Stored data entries

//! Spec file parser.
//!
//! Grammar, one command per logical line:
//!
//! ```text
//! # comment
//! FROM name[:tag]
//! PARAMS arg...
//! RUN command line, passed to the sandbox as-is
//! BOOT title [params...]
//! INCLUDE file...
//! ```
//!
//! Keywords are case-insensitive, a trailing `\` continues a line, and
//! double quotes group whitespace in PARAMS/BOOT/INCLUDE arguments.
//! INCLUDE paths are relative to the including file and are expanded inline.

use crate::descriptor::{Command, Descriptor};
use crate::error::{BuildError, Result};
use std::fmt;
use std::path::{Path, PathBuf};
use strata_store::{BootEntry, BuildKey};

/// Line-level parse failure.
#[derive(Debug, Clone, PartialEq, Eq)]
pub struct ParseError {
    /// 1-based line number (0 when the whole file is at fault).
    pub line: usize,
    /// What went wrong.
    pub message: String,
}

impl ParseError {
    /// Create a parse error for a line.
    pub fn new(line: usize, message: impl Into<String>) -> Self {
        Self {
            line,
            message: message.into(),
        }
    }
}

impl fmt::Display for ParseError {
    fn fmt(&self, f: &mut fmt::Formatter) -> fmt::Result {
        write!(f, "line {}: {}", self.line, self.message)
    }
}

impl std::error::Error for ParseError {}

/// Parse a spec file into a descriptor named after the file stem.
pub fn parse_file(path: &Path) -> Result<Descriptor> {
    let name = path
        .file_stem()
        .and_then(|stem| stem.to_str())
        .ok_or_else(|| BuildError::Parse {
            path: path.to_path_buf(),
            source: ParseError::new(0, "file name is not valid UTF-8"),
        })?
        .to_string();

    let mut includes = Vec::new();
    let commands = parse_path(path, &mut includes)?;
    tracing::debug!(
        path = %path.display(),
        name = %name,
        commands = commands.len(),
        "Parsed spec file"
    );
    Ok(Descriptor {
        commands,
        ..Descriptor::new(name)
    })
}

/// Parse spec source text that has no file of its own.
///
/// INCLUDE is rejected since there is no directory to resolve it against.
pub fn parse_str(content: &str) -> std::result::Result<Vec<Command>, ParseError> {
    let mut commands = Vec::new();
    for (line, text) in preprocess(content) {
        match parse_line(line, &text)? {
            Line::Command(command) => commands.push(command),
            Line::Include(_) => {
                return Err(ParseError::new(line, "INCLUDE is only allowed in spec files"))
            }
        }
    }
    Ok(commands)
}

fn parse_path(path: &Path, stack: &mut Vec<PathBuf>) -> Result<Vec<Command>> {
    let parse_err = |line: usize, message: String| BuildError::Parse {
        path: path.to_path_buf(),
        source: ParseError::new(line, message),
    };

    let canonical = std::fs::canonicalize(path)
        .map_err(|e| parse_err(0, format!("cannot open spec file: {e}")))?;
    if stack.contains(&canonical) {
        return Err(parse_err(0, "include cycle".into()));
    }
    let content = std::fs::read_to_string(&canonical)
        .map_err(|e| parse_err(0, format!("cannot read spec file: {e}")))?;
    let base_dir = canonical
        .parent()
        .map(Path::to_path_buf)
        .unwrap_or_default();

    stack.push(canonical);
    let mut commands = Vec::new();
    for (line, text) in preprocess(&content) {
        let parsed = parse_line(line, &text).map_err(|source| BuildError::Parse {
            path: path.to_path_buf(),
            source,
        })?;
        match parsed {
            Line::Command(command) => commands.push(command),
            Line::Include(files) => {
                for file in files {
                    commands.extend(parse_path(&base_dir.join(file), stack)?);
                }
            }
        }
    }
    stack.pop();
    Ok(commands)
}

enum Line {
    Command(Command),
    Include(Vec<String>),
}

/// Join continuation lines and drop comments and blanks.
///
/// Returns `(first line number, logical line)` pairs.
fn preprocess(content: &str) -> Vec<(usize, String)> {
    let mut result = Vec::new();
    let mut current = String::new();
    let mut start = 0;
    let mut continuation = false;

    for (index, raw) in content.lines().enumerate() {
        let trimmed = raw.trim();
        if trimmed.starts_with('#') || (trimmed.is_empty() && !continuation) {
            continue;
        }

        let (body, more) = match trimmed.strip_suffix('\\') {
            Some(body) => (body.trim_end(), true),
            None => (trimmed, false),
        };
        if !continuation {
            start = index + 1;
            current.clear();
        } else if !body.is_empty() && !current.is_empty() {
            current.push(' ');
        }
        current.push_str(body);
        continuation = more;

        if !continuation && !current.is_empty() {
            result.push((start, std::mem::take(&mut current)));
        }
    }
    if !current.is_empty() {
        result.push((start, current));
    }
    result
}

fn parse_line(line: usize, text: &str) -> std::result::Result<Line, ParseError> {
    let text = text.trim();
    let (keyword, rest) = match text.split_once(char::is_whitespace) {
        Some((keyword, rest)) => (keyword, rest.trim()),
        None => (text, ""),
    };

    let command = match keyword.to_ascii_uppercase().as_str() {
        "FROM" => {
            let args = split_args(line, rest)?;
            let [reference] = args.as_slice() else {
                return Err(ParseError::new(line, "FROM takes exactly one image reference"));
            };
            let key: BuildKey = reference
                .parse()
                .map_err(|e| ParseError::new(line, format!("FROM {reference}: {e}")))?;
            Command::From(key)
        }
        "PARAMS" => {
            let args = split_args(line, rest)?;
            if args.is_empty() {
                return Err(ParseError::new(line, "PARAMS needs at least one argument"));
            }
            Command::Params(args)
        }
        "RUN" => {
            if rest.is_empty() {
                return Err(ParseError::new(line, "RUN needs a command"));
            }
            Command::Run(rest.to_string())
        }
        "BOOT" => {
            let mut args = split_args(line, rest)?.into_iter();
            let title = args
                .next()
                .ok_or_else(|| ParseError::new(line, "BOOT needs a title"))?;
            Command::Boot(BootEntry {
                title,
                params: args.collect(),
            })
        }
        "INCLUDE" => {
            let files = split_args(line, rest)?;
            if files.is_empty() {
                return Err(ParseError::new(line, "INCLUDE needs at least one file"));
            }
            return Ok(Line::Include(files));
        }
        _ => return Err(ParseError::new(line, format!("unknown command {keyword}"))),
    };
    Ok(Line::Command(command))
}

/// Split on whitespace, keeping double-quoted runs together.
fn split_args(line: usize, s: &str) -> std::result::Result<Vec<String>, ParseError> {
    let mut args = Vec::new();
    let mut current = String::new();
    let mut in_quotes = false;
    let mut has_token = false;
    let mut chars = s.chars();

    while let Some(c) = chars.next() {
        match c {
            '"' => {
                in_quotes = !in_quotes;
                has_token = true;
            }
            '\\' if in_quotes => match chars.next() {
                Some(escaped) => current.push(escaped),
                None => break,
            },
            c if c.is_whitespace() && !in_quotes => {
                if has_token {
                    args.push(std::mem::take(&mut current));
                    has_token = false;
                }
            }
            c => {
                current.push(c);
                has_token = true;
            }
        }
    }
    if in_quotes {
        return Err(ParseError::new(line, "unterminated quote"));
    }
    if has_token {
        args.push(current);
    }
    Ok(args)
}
--
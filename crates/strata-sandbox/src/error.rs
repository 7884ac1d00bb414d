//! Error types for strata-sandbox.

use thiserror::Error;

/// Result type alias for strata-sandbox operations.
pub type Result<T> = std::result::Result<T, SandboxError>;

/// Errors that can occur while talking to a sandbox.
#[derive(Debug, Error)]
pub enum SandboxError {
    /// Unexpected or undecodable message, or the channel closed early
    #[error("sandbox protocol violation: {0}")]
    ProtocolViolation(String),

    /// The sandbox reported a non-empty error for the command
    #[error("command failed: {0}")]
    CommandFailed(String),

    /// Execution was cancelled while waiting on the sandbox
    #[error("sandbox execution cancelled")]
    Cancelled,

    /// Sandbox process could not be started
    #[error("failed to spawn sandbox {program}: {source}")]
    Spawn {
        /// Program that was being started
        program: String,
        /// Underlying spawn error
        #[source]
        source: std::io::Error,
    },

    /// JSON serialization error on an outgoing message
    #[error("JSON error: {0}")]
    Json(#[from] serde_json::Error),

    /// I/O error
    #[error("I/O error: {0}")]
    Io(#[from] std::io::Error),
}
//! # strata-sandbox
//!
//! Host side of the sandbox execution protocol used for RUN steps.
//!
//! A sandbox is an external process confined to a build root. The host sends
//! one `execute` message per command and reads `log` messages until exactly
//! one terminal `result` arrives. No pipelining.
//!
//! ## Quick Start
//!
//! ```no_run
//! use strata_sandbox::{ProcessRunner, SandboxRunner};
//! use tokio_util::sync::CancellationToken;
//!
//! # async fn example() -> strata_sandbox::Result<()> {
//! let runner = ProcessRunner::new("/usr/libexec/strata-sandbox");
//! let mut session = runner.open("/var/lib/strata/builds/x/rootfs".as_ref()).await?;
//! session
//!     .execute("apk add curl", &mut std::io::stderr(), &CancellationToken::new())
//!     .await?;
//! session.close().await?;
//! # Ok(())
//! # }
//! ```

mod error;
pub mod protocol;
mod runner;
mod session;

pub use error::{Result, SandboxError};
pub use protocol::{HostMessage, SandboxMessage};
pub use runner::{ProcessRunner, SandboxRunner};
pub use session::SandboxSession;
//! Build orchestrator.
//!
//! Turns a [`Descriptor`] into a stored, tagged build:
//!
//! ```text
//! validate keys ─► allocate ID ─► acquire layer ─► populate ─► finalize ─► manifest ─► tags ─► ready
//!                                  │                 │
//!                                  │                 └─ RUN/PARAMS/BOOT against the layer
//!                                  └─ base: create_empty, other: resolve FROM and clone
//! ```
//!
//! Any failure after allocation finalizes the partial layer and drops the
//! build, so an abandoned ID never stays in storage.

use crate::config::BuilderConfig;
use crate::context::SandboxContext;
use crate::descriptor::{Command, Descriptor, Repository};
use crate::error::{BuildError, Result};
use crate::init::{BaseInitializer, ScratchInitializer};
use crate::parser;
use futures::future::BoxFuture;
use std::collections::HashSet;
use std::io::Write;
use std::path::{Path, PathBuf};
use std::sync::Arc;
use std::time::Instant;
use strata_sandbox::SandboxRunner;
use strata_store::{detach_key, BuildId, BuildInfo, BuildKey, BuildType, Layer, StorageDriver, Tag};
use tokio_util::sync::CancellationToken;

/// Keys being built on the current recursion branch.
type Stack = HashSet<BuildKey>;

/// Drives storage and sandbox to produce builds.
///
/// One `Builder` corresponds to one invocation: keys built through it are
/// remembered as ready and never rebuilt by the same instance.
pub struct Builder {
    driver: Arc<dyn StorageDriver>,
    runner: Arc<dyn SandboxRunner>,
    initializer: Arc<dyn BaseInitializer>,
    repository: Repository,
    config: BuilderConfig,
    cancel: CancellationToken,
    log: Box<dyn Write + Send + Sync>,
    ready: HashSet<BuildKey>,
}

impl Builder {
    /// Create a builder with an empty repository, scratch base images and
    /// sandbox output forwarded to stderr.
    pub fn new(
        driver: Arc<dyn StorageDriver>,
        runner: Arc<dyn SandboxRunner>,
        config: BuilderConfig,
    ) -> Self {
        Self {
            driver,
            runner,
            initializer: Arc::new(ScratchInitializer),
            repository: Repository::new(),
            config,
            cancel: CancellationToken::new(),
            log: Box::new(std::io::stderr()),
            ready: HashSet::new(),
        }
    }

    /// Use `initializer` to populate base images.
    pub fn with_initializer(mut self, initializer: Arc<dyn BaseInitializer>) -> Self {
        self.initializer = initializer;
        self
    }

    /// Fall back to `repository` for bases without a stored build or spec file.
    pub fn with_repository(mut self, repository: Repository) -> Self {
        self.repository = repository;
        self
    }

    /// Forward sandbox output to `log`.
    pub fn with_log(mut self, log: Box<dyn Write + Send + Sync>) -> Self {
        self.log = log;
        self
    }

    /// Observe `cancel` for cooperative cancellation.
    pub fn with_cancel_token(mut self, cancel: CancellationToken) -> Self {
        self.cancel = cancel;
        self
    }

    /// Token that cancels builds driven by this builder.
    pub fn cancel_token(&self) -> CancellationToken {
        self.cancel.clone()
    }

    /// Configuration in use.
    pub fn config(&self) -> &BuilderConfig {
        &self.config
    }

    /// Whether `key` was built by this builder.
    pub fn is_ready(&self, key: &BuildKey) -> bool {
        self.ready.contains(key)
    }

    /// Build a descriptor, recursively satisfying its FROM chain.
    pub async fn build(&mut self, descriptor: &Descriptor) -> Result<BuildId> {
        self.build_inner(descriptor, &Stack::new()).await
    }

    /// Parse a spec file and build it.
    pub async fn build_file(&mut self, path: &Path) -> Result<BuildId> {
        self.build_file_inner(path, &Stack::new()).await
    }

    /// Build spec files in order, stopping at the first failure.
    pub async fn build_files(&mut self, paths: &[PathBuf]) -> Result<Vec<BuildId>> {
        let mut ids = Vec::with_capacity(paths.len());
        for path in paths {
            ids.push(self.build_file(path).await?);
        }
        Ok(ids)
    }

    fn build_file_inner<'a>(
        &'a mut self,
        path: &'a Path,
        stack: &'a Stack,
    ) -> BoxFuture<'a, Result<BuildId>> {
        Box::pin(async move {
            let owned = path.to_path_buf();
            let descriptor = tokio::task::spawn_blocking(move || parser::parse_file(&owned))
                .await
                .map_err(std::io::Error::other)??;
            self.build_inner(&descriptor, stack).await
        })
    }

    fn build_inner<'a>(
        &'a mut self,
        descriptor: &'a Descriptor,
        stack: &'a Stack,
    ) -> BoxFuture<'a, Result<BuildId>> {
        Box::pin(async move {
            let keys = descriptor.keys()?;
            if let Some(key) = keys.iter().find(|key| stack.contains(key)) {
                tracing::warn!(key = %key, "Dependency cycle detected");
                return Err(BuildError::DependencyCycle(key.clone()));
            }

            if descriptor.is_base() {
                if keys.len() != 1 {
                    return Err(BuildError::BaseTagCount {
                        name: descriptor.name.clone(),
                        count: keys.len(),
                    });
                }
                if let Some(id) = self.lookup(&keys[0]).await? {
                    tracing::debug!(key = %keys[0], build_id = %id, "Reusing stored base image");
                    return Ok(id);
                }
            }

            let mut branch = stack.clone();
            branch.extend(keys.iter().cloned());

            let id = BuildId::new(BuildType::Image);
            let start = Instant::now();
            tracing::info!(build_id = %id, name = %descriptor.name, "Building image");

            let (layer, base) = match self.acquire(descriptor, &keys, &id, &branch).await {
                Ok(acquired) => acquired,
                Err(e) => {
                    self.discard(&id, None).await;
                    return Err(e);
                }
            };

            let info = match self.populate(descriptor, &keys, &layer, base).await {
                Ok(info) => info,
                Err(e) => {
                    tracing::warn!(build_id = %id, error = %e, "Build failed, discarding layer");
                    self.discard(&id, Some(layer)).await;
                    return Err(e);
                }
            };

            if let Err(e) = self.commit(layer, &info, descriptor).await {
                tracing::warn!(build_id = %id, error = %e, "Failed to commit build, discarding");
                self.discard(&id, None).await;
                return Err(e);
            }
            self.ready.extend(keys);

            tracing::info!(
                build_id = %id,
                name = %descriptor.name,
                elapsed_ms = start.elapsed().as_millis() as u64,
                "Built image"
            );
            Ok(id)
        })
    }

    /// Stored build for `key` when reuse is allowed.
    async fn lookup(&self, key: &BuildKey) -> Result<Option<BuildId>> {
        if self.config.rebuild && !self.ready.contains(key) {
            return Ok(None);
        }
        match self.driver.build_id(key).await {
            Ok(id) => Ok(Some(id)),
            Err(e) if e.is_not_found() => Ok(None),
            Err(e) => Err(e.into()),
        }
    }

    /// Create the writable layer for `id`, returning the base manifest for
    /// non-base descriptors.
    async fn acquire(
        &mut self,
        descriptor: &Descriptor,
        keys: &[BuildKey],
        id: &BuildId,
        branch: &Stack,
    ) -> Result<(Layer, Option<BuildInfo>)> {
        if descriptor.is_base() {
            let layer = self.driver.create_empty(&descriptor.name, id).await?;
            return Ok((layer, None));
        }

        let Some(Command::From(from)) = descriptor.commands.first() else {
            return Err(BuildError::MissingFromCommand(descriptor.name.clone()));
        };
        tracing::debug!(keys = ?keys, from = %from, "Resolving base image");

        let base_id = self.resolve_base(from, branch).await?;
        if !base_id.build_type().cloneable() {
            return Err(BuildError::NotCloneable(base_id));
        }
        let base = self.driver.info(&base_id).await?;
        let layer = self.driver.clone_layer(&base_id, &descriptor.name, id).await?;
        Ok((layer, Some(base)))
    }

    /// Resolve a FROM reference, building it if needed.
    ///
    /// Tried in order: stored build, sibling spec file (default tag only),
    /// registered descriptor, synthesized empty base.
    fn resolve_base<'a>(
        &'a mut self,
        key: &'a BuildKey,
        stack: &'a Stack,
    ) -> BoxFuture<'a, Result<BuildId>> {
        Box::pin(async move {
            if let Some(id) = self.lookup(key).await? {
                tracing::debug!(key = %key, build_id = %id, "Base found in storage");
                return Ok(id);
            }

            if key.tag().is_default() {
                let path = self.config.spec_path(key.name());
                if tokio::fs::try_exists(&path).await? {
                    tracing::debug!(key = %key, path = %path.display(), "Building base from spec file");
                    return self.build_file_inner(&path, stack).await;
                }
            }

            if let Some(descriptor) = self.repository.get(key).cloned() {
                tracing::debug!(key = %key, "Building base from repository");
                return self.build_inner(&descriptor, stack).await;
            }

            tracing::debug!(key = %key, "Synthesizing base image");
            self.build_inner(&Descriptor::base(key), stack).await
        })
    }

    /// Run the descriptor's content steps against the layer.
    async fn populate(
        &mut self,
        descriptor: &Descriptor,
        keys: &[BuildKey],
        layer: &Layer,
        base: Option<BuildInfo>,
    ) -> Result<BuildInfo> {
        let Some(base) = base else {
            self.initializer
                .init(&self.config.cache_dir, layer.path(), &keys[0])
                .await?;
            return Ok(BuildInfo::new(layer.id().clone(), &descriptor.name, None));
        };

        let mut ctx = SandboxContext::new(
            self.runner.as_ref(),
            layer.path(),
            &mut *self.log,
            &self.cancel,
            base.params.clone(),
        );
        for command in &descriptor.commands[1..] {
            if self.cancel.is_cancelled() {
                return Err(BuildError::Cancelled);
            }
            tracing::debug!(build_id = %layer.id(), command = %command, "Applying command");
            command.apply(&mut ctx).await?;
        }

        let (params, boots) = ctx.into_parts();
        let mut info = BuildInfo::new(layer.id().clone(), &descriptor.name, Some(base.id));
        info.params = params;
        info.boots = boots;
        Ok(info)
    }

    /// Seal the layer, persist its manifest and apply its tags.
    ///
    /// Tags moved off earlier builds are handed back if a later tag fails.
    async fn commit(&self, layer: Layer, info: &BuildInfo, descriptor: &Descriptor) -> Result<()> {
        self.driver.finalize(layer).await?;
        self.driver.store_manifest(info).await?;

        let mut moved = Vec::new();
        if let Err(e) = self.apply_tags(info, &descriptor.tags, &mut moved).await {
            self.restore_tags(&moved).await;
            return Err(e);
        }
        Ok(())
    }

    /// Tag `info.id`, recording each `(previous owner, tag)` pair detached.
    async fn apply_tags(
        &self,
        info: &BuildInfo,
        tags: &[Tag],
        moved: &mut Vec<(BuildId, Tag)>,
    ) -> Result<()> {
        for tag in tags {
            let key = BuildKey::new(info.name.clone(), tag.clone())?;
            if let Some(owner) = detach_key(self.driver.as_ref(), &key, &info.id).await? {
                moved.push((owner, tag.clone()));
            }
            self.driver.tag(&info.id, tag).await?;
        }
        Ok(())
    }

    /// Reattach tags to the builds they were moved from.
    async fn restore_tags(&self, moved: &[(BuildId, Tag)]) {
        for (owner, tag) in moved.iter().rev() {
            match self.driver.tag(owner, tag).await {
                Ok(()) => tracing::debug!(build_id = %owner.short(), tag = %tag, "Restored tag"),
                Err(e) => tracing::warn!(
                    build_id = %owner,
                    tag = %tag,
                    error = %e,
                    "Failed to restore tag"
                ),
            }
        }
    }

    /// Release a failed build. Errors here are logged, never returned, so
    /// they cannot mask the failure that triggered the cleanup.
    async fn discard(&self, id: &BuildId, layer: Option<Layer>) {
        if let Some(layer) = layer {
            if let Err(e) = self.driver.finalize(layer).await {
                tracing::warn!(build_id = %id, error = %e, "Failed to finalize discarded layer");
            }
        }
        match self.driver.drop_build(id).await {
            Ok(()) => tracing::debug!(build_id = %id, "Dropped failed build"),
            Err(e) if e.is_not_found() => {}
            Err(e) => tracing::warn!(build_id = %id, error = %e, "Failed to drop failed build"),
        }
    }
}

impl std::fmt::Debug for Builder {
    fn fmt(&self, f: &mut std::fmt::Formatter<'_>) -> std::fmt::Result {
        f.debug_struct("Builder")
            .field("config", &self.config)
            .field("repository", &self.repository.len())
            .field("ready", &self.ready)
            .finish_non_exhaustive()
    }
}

[Task brief] Pull out all lines of the data with the string "PathBuf".

[Result of this task]
use std::path::{Path, PathBuf};
fn parse_path(path: &Path, stack: &mut Vec<PathBuf>) -> Result<Vec<Command>> {
use std::path::{Path, PathBuf};
    pub async fn build_files(&mut self, paths: &[PathBuf]) -> Result<Vec<BuildId>> {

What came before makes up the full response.